> Series Classification: G (General Programmes) | Produced by Auckland War Memorial Museum
Since 2013, an Auckland Museum team has led Te Awe, a project designed to conserve and improve the care of the Museum’s taonga Māori. The project was embedded in Mātauranga Māori and used the expertise of internal and external Māori specialists to help enrich the knowledge surrounding these precious taonga within the Museum.
The Te Awe project is part of the Auckland Museum’s Future Museum vision to improve access to its Tāonga Māori collection through enhancement of records and improving the physical care of precious items.
The name Te Awe, refers to adornment, the additions that embellish taonga through ornamentation – the hair and feathers at the head of a taiaha or heel of a toki, the tags and tassels of kākahu. As with these acts of embellishment, Te Awe project seeks to uphold the mana of taonga in Auckland Museum by advancing our care of them, stablising their forms, suitably rehousing them, and improving digital access through images and documentation. Through these actions we adorn the taonga in our care.
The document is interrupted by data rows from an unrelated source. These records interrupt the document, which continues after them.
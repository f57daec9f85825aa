//! HTTP endpoint tests

mod common;

use alarm_monitor_exporter::monitoring::{CollectorConfig, MetricsCollector};
use alarm_monitor_exporter::server;
use axum::body::{to_bytes, Body};
use axum::http::{header, Request, StatusCode};
use common::test_fixtures::test_client;
use common::MockAppliance;
use std::sync::Arc;
use tower::ServiceExt;

async fn collector_for(appliance: &MockAppliance) -> Arc<MetricsCollector> {
    Arc::new(MetricsCollector::new(
        Arc::new(test_client(&appliance.url())),
        CollectorConfig::default(),
    ))
}

async fn get(app: axum::Router, uri: &str) -> (StatusCode, Option<String>, String) {
    let response = app
        .oneshot(Request::builder().uri(uri).body(Body::empty()).unwrap())
        .await
        .unwrap();

    let status = response.status();
    let content_type = response
        .headers()
        .get(header::CONTENT_TYPE)
        .map(|v| v.to_str().unwrap().to_string());
    let body = to_bytes(response.into_body(), usize::MAX).await.unwrap();
    (status, content_type, String::from_utf8(body.to_vec()).unwrap())
}

#[tokio::test]
async fn test_metrics_endpoint() {
    let appliance = MockAppliance::start_with_defaults().await;
    let app = server::router(collector_for(&appliance).await, "/metrics");

    let (status, content_type, body) = get(app, "/metrics").await;

    assert_eq!(status, StatusCode::OK);
    assert_eq!(
        content_type.as_deref(),
        Some("text/plain; version=0.0.4; charset=utf-8")
    );
    assert!(body.contains("# TYPE alarm_monitor_input_status gauge"));
    assert!(body.contains("alarm_monitor_up{endpoint=\"mqtt\"} 1"));
}

#[tokio::test]
async fn test_custom_metrics_path() {
    let appliance = MockAppliance::start_with_defaults().await;
    let app = server::router(collector_for(&appliance).await, "/prometheus");

    let (status, _, body) = get(app.clone(), "/prometheus").await;
    assert_eq!(status, StatusCode::OK);
    assert!(body.contains("alarm_monitor_cloud_status"));

    let (status, _, _) = get(app, "/metrics").await;
    assert_eq!(status, StatusCode::NOT_FOUND);
}

#[tokio::test]
async fn test_health_endpoint() {
    let appliance = MockAppliance::start().await;
    let app = server::router(collector_for(&appliance).await, "/metrics");

    let (status, _, body) = get(app, "/health").await;

    assert_eq!(status, StatusCode::OK);
    let json: serde_json::Value = serde_json::from_str(&body).unwrap();
    assert_eq!(json["status"], "ok");
    assert_eq!(json["version"], env!("CARGO_PKG_VERSION"));
}

#[tokio::test]
async fn test_metrics_with_unreachable_appliance() {
    let appliance = MockAppliance::start().await;
    let app = server::router(collector_for(&appliance).await, "/metrics");

    // Nothing is mounted, so every endpoint answers 404
    let (status, _, body) = get(app, "/metrics").await;

    assert_eq!(status, StatusCode::OK);
    assert!(body.contains("alarm_monitor_up{endpoint=\"input\"} 0"));
    assert!(body.contains("alarm_monitor_up{endpoint=\"cloud\"} 0"));
}
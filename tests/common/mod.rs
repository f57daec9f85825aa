//! Common test utilities

#![allow(dead_code)]

pub mod appliance_mock;
pub mod test_fixtures;

pub use appliance_mock::{MockAppliance, TEST_ACCESS_KEY};
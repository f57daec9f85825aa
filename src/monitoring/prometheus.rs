//! Prometheus text exposition format

use std::fmt::Write;

/// Content type of the rendered exposition
pub const CONTENT_TYPE: &str = "text/plain; version=0.0.4; charset=utf-8";

/// Single labelled sample of a gauge
#[derive(Debug, Clone, PartialEq)]
pub struct Sample {
    labels: Vec<(String, String)>,
    value: f64,
}

impl Sample {
    /// Label value by name
    pub fn label(&self, name: &str) -> Option<&str> {
        self.labels
            .iter()
            .find(|(key, _)| key == name)
            .map(|(_, value)| value.as_str())
    }

    /// Sample value
    pub fn value(&self) -> f64 {
        self.value
    }
}

/// Gauge metric family with help text and samples
#[derive(Debug, Clone, PartialEq)]
pub struct MetricFamily {
    name: String,
    help: String,
    samples: Vec<Sample>,
}

impl MetricFamily {
    /// Create an empty gauge family
    pub fn gauge(name: impl Into<String>, help: impl Into<String>) -> Self {
        Self {
            name: name.into(),
            help: help.into(),
            samples: Vec::new(),
        }
    }

    /// Append a sample
    pub fn push<K, V>(&mut self, labels: impl IntoIterator<Item = (K, V)>, value: f64)
    where
        K: Into<String>,
        V: Into<String>,
    {
        let labels = labels
            .into_iter()
            .map(|(key, value)| (key.into(), value.into()))
            .collect();
        self.samples.push(Sample { labels, value });
    }

    /// Metric name
    pub fn name(&self) -> &str {
        &self.name
    }

    /// Samples in insertion order
    pub fn samples(&self) -> &[Sample] {
        &self.samples
    }

    fn write_to(&self, output: &mut String) -> std::fmt::Result {
        writeln!(output, "# HELP {} {}", self.name, escape_help(&self.help))?;
        writeln!(output, "# TYPE {} gauge", self.name)?;

        for sample in &self.samples {
            output.push_str(&self.name);
            if !sample.labels.is_empty() {
                let labels: Vec<String> = sample
                    .labels
                    .iter()
                    .map(|(k, v)| format!("{k}=\"{}\"", escape_label_value(v)))
                    .collect();
                write!(output, "{{{}}}", labels.join(","))?;
            }
            writeln!(output, " {}", format_value(sample.value))?;
        }

        Ok(())
    }
}

/// Render families in exposition format, skipping families without samples
pub fn render(families: &[MetricFamily]) -> String {
    let mut output = String::new();

    for family in families.iter().filter(|f| !f.samples.is_empty()) {
        // Writing into a String cannot fail
        let _ = family.write_to(&mut output);
    }

    output
}

fn escape_label_value(value: &str) -> String {
    value
        .replace('\\', r"\\")
        .replace('"', "\\\"")
        .replace('\n', r"\n")
}

fn escape_help(help: &str) -> String {
    help.replace('\\', r"\\").replace('\n', r"\n")
}

fn format_value(value: f64) -> String {
    if value.is_nan() {
        "NaN".to_string()
    } else if value.is_infinite() {
        if value.is_sign_positive() { "+Inf" } else { "-Inf" }.to_string()
    } else {
        value.to_string()
    }
}
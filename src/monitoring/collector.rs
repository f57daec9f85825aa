//! Turns one poll of the appliance into metric families
//!
//! Every scrape runs the three fetchers once. An endpoint family that fails is logged,
//! reported as `up 0`, and skipped for this poll while the others are still exported.

use crate::client::MonitoringApi;
use crate::config::ExportConfig;
use crate::error::{MonitorError, Result};
use crate::model::{AlarmInput, EntityKind, MonitoredEntity};
use crate::monitoring::prometheus::{self, MetricFamily};
use crate::value::DecimalExtractor;
use std::sync::Arc;
use std::time::Instant;
use tracing::{debug, warn};

/// Collector configuration derived from the exporter settings
#[derive(Debug, Clone)]
pub struct CollectorConfig {
    /// Prefix for all metric names
    pub metric_prefix: String,

    /// States exported per alarm input
    pub input_states: Vec<String>,

    /// States exported per cloud service
    pub cloud_states: Vec<String>,

    /// States exported per MQTT broker
    pub mqtt_states: Vec<String>,

    /// Reading extractor for alarm input messages
    pub extractor: DecimalExtractor,
}

impl From<&ExportConfig> for CollectorConfig {
    fn from(config: &ExportConfig) -> Self {
        Self {
            metric_prefix: config.metric_prefix.clone(),
            input_states: config.input_states.clone(),
            cloud_states: config.cloud_states.clone(),
            mqtt_states: config.mqtt_states.clone(),
            extractor: DecimalExtractor::new(config.decimal_separator),
        }
    }
}

impl Default for CollectorConfig {
    fn default() -> Self {
        Self::from(&ExportConfig::default())
    }
}

/// Polls the appliance and builds metric families
pub struct MetricsCollector {
    api: Arc<dyn MonitoringApi>,
    config: CollectorConfig,
}

impl MetricsCollector {
    /// Create a collector over a monitoring API
    pub fn new(api: Arc<dyn MonitoringApi>, config: CollectorConfig) -> Self {
        Self { api, config }
    }

    /// Run one poll and return the resulting metric families
    pub async fn collect(&self) -> Vec<MetricFamily> {
        let started = Instant::now();

        let (inputs, services, brokers) = tokio::join!(
            self.api.fetch_inputs(),
            self.api.fetch_cloud_services(),
            self.api.fetch_mqtt_servers(),
        );

        let mut input_status = self.family("input_status", "Alarm input is in the given state");
        let mut input_value =
            self.family("input_value", "Reading parsed from the alarm input message");
        let mut cloud_status = self.family("cloud_status", "Cloud service is in the given state");
        let mut mqtt_status = self.family("mqtt_status", "MQTT broker is in the given state");
        let mut up = self.family("up", "Endpoint family was fetched in this poll");

        let inputs = self.check(EntityKind::Input, inputs, &mut up);
        for input in inputs.iter().flatten() {
            let id = input.identifier().unwrap_or_default();
            push_states(&mut input_status, input, &self.config.input_states, |name| {
                vec![("id", id.to_string()), ("name", name.to_string())]
            });
            self.push_value(&mut input_value, input);
        }

        let services = self.check(EntityKind::Cloud, services, &mut up);
        for service in services.iter().flatten() {
            push_states(&mut cloud_status, service, &self.config.cloud_states, |name| {
                vec![("service", name.to_string())]
            });
        }

        let brokers = self.check(EntityKind::Mqtt, brokers, &mut up);
        for broker in brokers.iter().flatten() {
            push_states(&mut mqtt_status, broker, &self.config.mqtt_states, |name| {
                vec![("broker", name.to_string())]
            });
        }

        let elapsed = started.elapsed().as_secs_f64();
        let mut duration =
            self.family("scrape_duration_seconds", "Duration of the appliance poll");
        duration.push(Vec::<(String, String)>::new(), elapsed);
        debug!("Poll finished in {elapsed:.3}s");

        vec![input_status, input_value, cloud_status, mqtt_status, up, duration]
    }

    /// Run one poll and render it in Prometheus text format
    pub async fn render(&self) -> String {
        prometheus::render(&self.collect().await)
    }

    fn family(&self, suffix: &str, help: &str) -> MetricFamily {
        MetricFamily::gauge(format!("{}_{suffix}", self.config.metric_prefix), help)
    }

    /// Record the endpoint outcome; failures are logged and dropped for this poll
    fn check<T>(
        &self,
        kind: EntityKind,
        result: Result<Vec<T>>,
        up: &mut MetricFamily,
    ) -> Option<Vec<T>> {
        match result {
            Ok(entities) => {
                debug!(endpoint = %kind, count = entities.len(), "Endpoint fetched");
                up.push([("endpoint", kind.as_str())], 1.0);
                Some(entities)
            }
            Err(e) => {
                warn!(
                    endpoint = %kind,
                    category = e.category(),
                    error = %e,
                    "Skipping endpoint for this poll"
                );
                up.push([("endpoint", kind.as_str())], 0.0);
                None
            }
        }
    }

    fn push_value(&self, family: &mut MetricFamily, input: &AlarmInput) {
        match input.value_with(&self.config.extractor) {
            Ok(value) => family.push(
                [
                    ("id", input.identifier().unwrap_or_default()),
                    ("name", input.name()),
                ],
                value,
            ),
            Err(MonitorError::NoValue) => {
                debug!(input = input.name(), "No reading in message");
            }
            Err(e) => {
                warn!(input = input.name(), error = %e, "Failed to extract reading");
            }
        }
    }
}

/// One 0/1 sample per configured state
fn push_states<E, F>(family: &mut MetricFamily, entity: &E, states: &[String], labels: F)
where
    E: MonitoredEntity,
    F: Fn(&str) -> Vec<(&'static str, String)>,
{
    for state in states {
        let mut sample_labels = labels(entity.name());
        sample_labels.push(("state", state.clone()));
        family.push(sample_labels, entity.has_status(state));
    }
}
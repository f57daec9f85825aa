//! Logging setup with optional file rotation and JSON output

use crate::config::LoggingConfig;
use std::path::{Path, PathBuf};
use tracing::Level;
use tracing_subscriber::{fmt, layer::SubscriberExt, EnvFilter, Layer, Registry};

/// Logging configuration
#[derive(Debug, Clone)]
pub struct LogConfig {
    /// Log level
    pub level: Level,

    /// Log to file
    pub file_path: Option<PathBuf>,

    /// Log to stderr
    pub stderr: bool,

    /// Emit JSON lines instead of human-readable text
    pub json: bool,

    /// Include thread IDs
    pub thread_ids: bool,
}

impl Default for LogConfig {
    fn default() -> Self {
        Self {
            level: Level::INFO,
            file_path: None,
            stderr: true,
            json: false,
            thread_ids: false,
        }
    }
}

impl LogConfig {
    /// Create config from the loaded settings section
    pub fn from_settings(settings: &LoggingConfig) -> Self {
        Self {
            level: parse_level(&settings.level).unwrap_or(Level::INFO),
            file_path: settings.file.as_ref().map(PathBuf::from),
            json: settings.json_format,
            ..Self::default()
        }
    }

    /// Apply environment overrides on top of this config
    pub fn apply_env(&mut self) {
        if let Some(level) = std::env::var("RUST_LOG").ok().as_deref().and_then(parse_level) {
            self.level = level;
        }

        if let Ok(log_file) = std::env::var("ALARM_MONITOR_LOG_FILE") {
            self.file_path = Some(PathBuf::from(log_file));
        }

        if let Ok(log_stderr) = std::env::var("ALARM_MONITOR_LOG_STDERR") {
            self.stderr = log_stderr.to_lowercase() != "false";
        }

        if let Ok(log_json) = std::env::var("ALARM_MONITOR_LOG_JSON") {
            self.json = log_json.to_lowercase() == "true";
        }
    }

    /// Force debug level
    pub fn with_debug(mut self, debug: bool) -> Self {
        if debug {
            self.level = Level::DEBUG;
        }
        self
    }
}

/// Extract the most verbose level mentioned in a filter string
fn parse_level(filter: &str) -> Option<Level> {
    let filter = filter.to_lowercase();
    [
        ("trace", Level::TRACE),
        ("debug", Level::DEBUG),
        ("info", Level::INFO),
        ("warn", Level::WARN),
        ("error", Level::ERROR),
    ]
    .into_iter()
    .find(|(name, _)| filter.contains(name))
    .map(|(_, level)| level)
}

type BoxedLayer = Box<dyn Layer<Registry> + Send + Sync>;

fn output_layer<W>(writer: W, ansi: bool, config: &LogConfig) -> BoxedLayer
where
    W: for<'w> fmt::MakeWriter<'w> + Send + Sync + 'static,
{
    let layer = fmt::layer()
        .with_writer(writer)
        .with_ansi(ansi)
        .with_target(true)
        .with_thread_ids(config.thread_ids);

    if config.json {
        layer.json().boxed()
    } else {
        layer.boxed()
    }
}

/// Initialize logging with the given configuration
pub fn init_logging(config: LogConfig) -> Result<(), Box<dyn std::error::Error>> {
    let env_filter = EnvFilter::builder()
        .with_default_directive(config.level.into())
        .from_env_lossy();

    let mut layers: Vec<BoxedLayer> = Vec::new();

    if config.stderr {
        layers.push(output_layer(std::io::stderr, !config.json, &config));
    }

    if let Some(file_path) = &config.file_path {
        let directory = file_path.parent().unwrap_or_else(|| Path::new("."));
        std::fs::create_dir_all(directory)?;

        // Daily rotation
        let file_appender = tracing_appender::rolling::daily(
            directory,
            file_path
                .file_name()
                .unwrap_or_else(|| std::ffi::OsStr::new("alarm-monitor-exporter.log")),
        );
        layers.push(output_layer(file_appender, false, &config));
    }

    let subscriber = tracing_subscriber::registry().with(layers).with(env_filter);
    tracing::subscriber::set_global_default(subscriber)?;

    Ok(())
}

#[cfg(test)]
mod tests {
    use super::*;

    #[test]
    fn test_parse_level() {
        assert_eq!(parse_level("debug"), Some(Level::DEBUG));
        assert_eq!(parse_level("alarm_monitor_exporter=trace"), Some(Level::TRACE));
        assert_eq!(parse_level("WARN"), Some(Level::WARN));
        assert_eq!(parse_level("verbose"), None);
    }

    #[test]
    #[serial_test::serial]
    fn test_env_overrides_settings() {
        temp_env::with_vars(
            [
                ("RUST_LOG", Some("alarm_monitor_exporter=debug")),
                ("ALARM_MONITOR_LOG_FILE", Some("/tmp/alarm/exporter.log")),
                ("ALARM_MONITOR_LOG_STDERR", Some("False")),
                ("ALARM_MONITOR_LOG_JSON", Some("true")),
            ],
            || {
                let mut config = LogConfig::default();
                config.apply_env();

                assert_eq!(config.level, Level::DEBUG);
                assert_eq!(config.file_path, Some(PathBuf::from("/tmp/alarm/exporter.log")));
                assert!(!config.stderr);
                assert!(config.json);
            },
        );
    }

    #[test]
    fn test_from_settings() {
        let settings = LoggingConfig {
            level: "warn".to_string(),
            json_format: true,
            file: Some("/var/log/alarm/exporter.log".to_string()),
        };

        let config = LogConfig::from_settings(&settings);
        assert_eq!(config.level, Level::WARN);
        assert!(config.json);
        assert!(config.stderr);
        assert_eq!(
            config.file_path,
            Some(PathBuf::from("/var/log/alarm/exporter.log"))
        );
        assert_eq!(config.with_debug(true).level, Level::DEBUG);
    }
}
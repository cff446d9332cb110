pub mod providers;

use anyhow::Result;
use async_trait::async_trait;
use serde::{Deserialize, Serialize};
use std::sync::Arc;

use crate::error::GenerationError;
use crate::image_data::EncodedImage;

/// Image generation backends
#[derive(Debug, Clone, Copy, Serialize, Deserialize, PartialEq, Eq)]
pub enum GeneratorProvider {
    /// Google Gemini `generateContent` with image output
    Gemini,
    /// A proxy endpoint speaking `{"prompt"}` -> `{"b64_json", "mimeType"}`
    Http,
}

/// Generation backend configuration
#[derive(Debug, Clone, Serialize, Deserialize)]
#[serde(default)]
pub struct GenerationConfig {
    pub provider: GeneratorProvider,
    /// Base URL for Gemini, full request URL for the HTTP provider. Gemini
    /// falls back to the public API when unset.
    pub endpoint: Option<String>,
    pub api_key: Option<String>,
    pub model: String,
    pub timeout_seconds: u64,
}

impl Default for GenerationConfig {
    fn default() -> Self {
        Self {
            provider: GeneratorProvider::Gemini,
            endpoint: None,
            api_key: None,
            model: "gemini-2.0-flash-exp".to_string(),
            timeout_seconds: 120,
        }
    }
}

/// Trait for image generation providers
#[async_trait]
pub trait ImageGenerator: Send + Sync {
    /// Generate one image for a fully assembled prompt
    async fn generate(&self, prompt: &str) -> Result<EncodedImage, GenerationError>;
    fn provider_type(&self) -> GeneratorProvider;
}

/// Create a generator based on configuration
pub fn create_generator(config: &GenerationConfig) -> Result<Arc<dyn ImageGenerator>> {
    match config.provider {
        GeneratorProvider::Gemini => Ok(Arc::new(providers::GeminiProvider::new(config.clone())?)),
        GeneratorProvider::Http => Ok(Arc::new(providers::HttpProvider::new(config.clone())?)),
    }
}
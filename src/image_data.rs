use base64::{engine::general_purpose, Engine};
use regex::Regex;
use std::sync::LazyLock;

use crate::error::DataUriError;

static DATA_URI_PATTERN: LazyLock<Regex> = LazyLock::new(|| {
    Regex::new(r"^data:([^;,]+);base64,(.+)$").expect("data URI pattern is valid")
});

/// Encoded raster bytes (PNG, JPEG, ...) together with their MIME type
#[derive(Debug, Clone, PartialEq, Eq)]
pub struct EncodedImage {
    pub mime_type: String,
    pub data: Vec<u8>,
}

impl EncodedImage {
    pub fn new(mime_type: impl Into<String>, data: Vec<u8>) -> Self {
        Self {
            mime_type: mime_type.into(),
            data,
        }
    }

    /// PNG-encoded bytes
    pub fn png(data: Vec<u8>) -> Self {
        Self::new("image/png", data)
    }

    /// Wrap raw bytes, sniffing the MIME type from the content.
    ///
    /// Falls back to `application/octet-stream` when the format is unknown;
    /// decoding such data later fails the way any corrupt raster would.
    pub fn from_bytes(data: Vec<u8>) -> Self {
        let mime_type = image::guess_format(&data)
            .map(|format| format.to_mime_type().to_string())
            .unwrap_or_else(|_| "application/octet-stream".to_string());
        Self { mime_type, data }
    }

    /// Decode a base64 payload as returned by the generation services
    pub fn from_base64(mime_type: impl Into<String>, payload: &str) -> Result<Self, DataUriError> {
        let data = general_purpose::STANDARD
            .decode(payload.trim())
            .map_err(|e| DataUriError::InvalidBase64(e.to_string()))?;
        Ok(Self::new(mime_type, data))
    }

    /// Parse `data:<mime>;base64,<payload>`
    pub fn from_data_uri(uri: &str) -> Result<Self, DataUriError> {
        let captures = DATA_URI_PATTERN
            .captures(uri.trim())
            .ok_or(DataUriError::InvalidFormat)?;

        Self::from_base64(&captures[1], &captures[2])
    }

    pub fn to_base64(&self) -> String {
        general_purpose::STANDARD.encode(&self.data)
    }

    pub fn to_data_uri(&self) -> String {
        format!("data:{};base64,{}", self.mime_type, self.to_base64())
    }

    /// File extension matching the MIME type, `png` when unknown
    pub fn file_extension(&self) -> &'static str {
        image::ImageFormat::from_mime_type(&self.mime_type)
            .and_then(|format| format.extensions_str().first().copied())
            .unwrap_or("png")
    }

    pub fn len(&self) -> usize {
        self.data.len()
    }

    pub fn is_empty(&self) -> bool {
        self.data.is_empty()
    }
}
//! HTTP server implementation for the API

use anyhow::{Context, Result};
use axum::{
    extract::State,
    http::{header, Method, StatusCode},
    response::{IntoResponse, Json},
    routing::{get, post},
    Router,
};
use std::sync::Arc;
use tower::ServiceBuilder;
use tower_http::{
    cors::{Any, CorsLayer},
    trace::TraceLayer,
};
use tracing::info;

use super::{handlers, models::GenerateImageRequest};
use crate::generation::ImageGenerator;

/// Shared application state
#[derive(Clone)]
pub struct AppState {
    pub generator: Arc<dyn ImageGenerator>,
}

/// Build the router with all routes and middleware
pub fn build_router(generator: Arc<dyn ImageGenerator>) -> Router {
    let app_state = AppState { generator };

    // Browser clients call the proxy directly
    let cors = CorsLayer::new()
        .allow_origin(Any)
        .allow_methods([Method::GET, Method::POST, Method::OPTIONS])
        .allow_headers([header::CONTENT_TYPE, header::AUTHORIZATION]);

    Router::new()
        // Health check endpoints (both paths for compatibility)
        .route("/health", get(health_handler))
        .route("/api/health", get(health_handler))
        .route("/api/generate-image", post(generate_image_handler))
        .with_state(app_state)
        .layer(
            ServiceBuilder::new()
                .layer(TraceLayer::new_for_http())
                .layer(cors),
        )
}

/// Configure and start the HTTP server
pub async fn start_http_server(generator: Arc<dyn ImageGenerator>, host: &str, port: u16) -> Result<()> {
    let app = build_router(generator);

    let addr = format!("{}:{}", host, port);
    let listener = tokio::net::TcpListener::bind(&addr)
        .await
        .with_context(|| format!("Failed to bind {}", addr))?;
    info!("🌐 API server listening on http://{}", addr);

    axum::serve(listener, app).await?;

    Ok(())
}

/// Health check handler
async fn health_handler(State(state): State<AppState>) -> impl IntoResponse {
    (StatusCode::OK, Json(handlers::health_check(state.generator.as_ref())))
}

/// Image generation handler; a missing or unparseable body counts as a
/// missing prompt
async fn generate_image_handler(
    State(state): State<AppState>,
    payload: Option<Json<GenerateImageRequest>>,
) -> impl IntoResponse {
    let request = payload.map(|Json(request)| request).unwrap_or_default();

    match handlers::generate_image(&state.generator, request).await {
        Ok(data) => (StatusCode::OK, Json(data)).into_response(),
        Err(e) => e.into_response(),
    }
}
use anyhow::{Context, Result};
use std::sync::atomic::{AtomicBool, Ordering};
use std::sync::{Arc, Mutex};
use tokio::sync::mpsc;
use tokio::task::JoinHandle;
use tokio_util::sync::CancellationToken;
use tracing::{debug, info, warn};

use crate::compositor::{composite_async, CompositingConfig};
use crate::error::{BatchError, CompositeError, GenerationError};
use crate::generation::ImageGenerator;
use crate::image_data::EncodedImage;
use crate::logo::{LogoSettings, SharedLogoSettings};
use crate::prompts::PromptList;
use crate::state::{BatchEvent, BatchOutcome, BatchReport, BatchStatus, GenerationJob};

/// Sequential batch runner.
///
/// Sends one prompt at a time to the generator, composites the configured
/// logo onto each result and reports progress as [`BatchEvent`]s. There is
/// never more than one generation call in flight. A stop request is honored
/// before the next job starts; the in-flight call is left to finish.
pub struct BatchRunner {
    generator: Arc<dyn ImageGenerator>,
    logo: SharedLogoSettings,
    compositing: CompositingConfig,
    cancel: Mutex<CancellationToken>,
    running: Arc<AtomicBool>,
}

/// Clears the running flag when the batch ends, however it ends
struct RunningGuard(Arc<AtomicBool>);

impl Drop for RunningGuard {
    fn drop(&mut self) {
        self.0.store(false, Ordering::SeqCst);
    }
}

/// Handle to a batch running on its own task
pub struct BatchHandle {
    events: mpsc::UnboundedReceiver<BatchEvent>,
    cancel: CancellationToken,
    task: JoinHandle<BatchReport>,
}

impl BatchHandle {
    /// Next progress event, `None` once the batch has ended and all events
    /// were consumed
    pub async fn next_event(&mut self) -> Option<BatchEvent> {
        self.events.recv().await
    }

    /// Request a cooperative stop of this batch
    pub fn stop(&self) {
        self.cancel.cancel();
    }

    /// Wait for the batch to end and return its report
    pub async fn wait(self) -> Result<BatchReport> {
        self.task.await.context("Batch task failed")
    }
}
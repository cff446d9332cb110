//! HTTP API for brand-batch
//!
//! Exposes the configured generator as a small proxy so browser clients and
//! the HTTP provider can request single images without holding API keys.

use anyhow::Result;
use std::sync::Arc;
use tracing::info;

use crate::generation::ImageGenerator;

pub mod handlers;
pub mod models;
pub mod server;

/// API server wrapping one image generator
pub struct ApiServer {
    generator: Arc<dyn ImageGenerator>,
    host: String,
    port: u16,
}

impl ApiServer {
    pub fn new(generator: Arc<dyn ImageGenerator>, host: impl Into<String>, port: u16) -> Self {
        Self {
            generator,
            host: host.into(),
            port,
        }
    }

    /// Run the API server until it fails
    pub async fn start(self) -> Result<()> {
        info!(
            "🚀 Starting API server on {}:{} ({:?} provider)",
            self.host,
            self.port,
            self.generator.provider_type()
        );
        server::start_http_server(self.generator, &self.host, self.port).await
    }
}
With so many varied items in the Tāonga Māori collection, the project was organised in a phased approach. The first phase of Te Awe (2013-2016) centred on the renewal of Auckland Museum's carving store, home to about 5,400 carved taonga. The second and most recent phase of Te Awe (2017-2019) focused on more than 5,000 textiles and items woven from plant materials.
In The Story of Te Awe, we take a deep dive into the processes taken to explore and share the Museum’s collection of cloaks, some hundreds of years old. For this important work, a group of expert weavers, known as the Taumata Māreikura, were assembled. These knowledge-holders were brought together from iwi across Aotearoa to come and speak over, debate and explore the Museum’s collection of precious taonga. The aim was to enrich, reorganise and improve the care of these taonga in a Māori way that is embedded in Mātauranga Māori, aiming to make the collection more visible and accessible to iwi, hāpu, whānau, museum staff, researchers, and the public.
This is the story of the Museum’s groundbreaking efforts to bring the communities to whom these items belong into the knowledge-sharing space, to impart their knowledge and to learn from them, and to work together to preserve the important teachings these precious taonga can provide for future generations.